■ **EXERCISE INPUTS**:
==========
// Copyright 2025 the Understory Authors
// SPDX-License-Identifier: Apache-2.0 OR MIT

//! Error type for binding operations.

use core::fmt;

/// Errors reported at the boundary of the binding runtime.
///
/// Listener panics are not errors in this sense: they are routed to a
/// [`ListenerErrorSink`](crate::ListenerErrorSink) and delivery continues.
/// Removing a listener that was never added is a no-op, not an error.
#[derive(Copy, Clone, Debug, PartialEq, Eq, Hash)]
pub enum BindingError {
    /// The owning observable was dropped before a listener could be attached.
    ObservableDropped,
    /// An observable was bound or peered to itself.
    SelfBinding,
    /// A dispatcher refused work because its execution context has shut down.
    DispatcherClosed,
}

impl fmt::Display for BindingError {
    fn fmt(&self, f: &mut fmt::Formatter<'_>) -> fmt::Result {
        match self {
            Self::ObservableDropped => f.write_str("the owning observable has been dropped"),
            Self::SelfBinding => f.write_str("an observable cannot be bound to itself"),
            Self::DispatcherClosed => f.write_str("the dispatcher is no longer accepting work"),
        }
    }
}

impl core::error::Error for BindingError {}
==========
Take the lines from the first line of the records through the line holding "routed to a", both included, and please reproduce them exactly with nothing added.

■ **SOLUTION TO THE EXERCISE**:
// Copyright 2025 the Understory Authors
// SPDX-License-Identifier: Apache-2.0 OR MIT

//! Error type for binding operations.

use core::fmt;

/// Errors reported at the boundary of the binding runtime.
///
/// Listener panics are not errors in this sense: they are routed to a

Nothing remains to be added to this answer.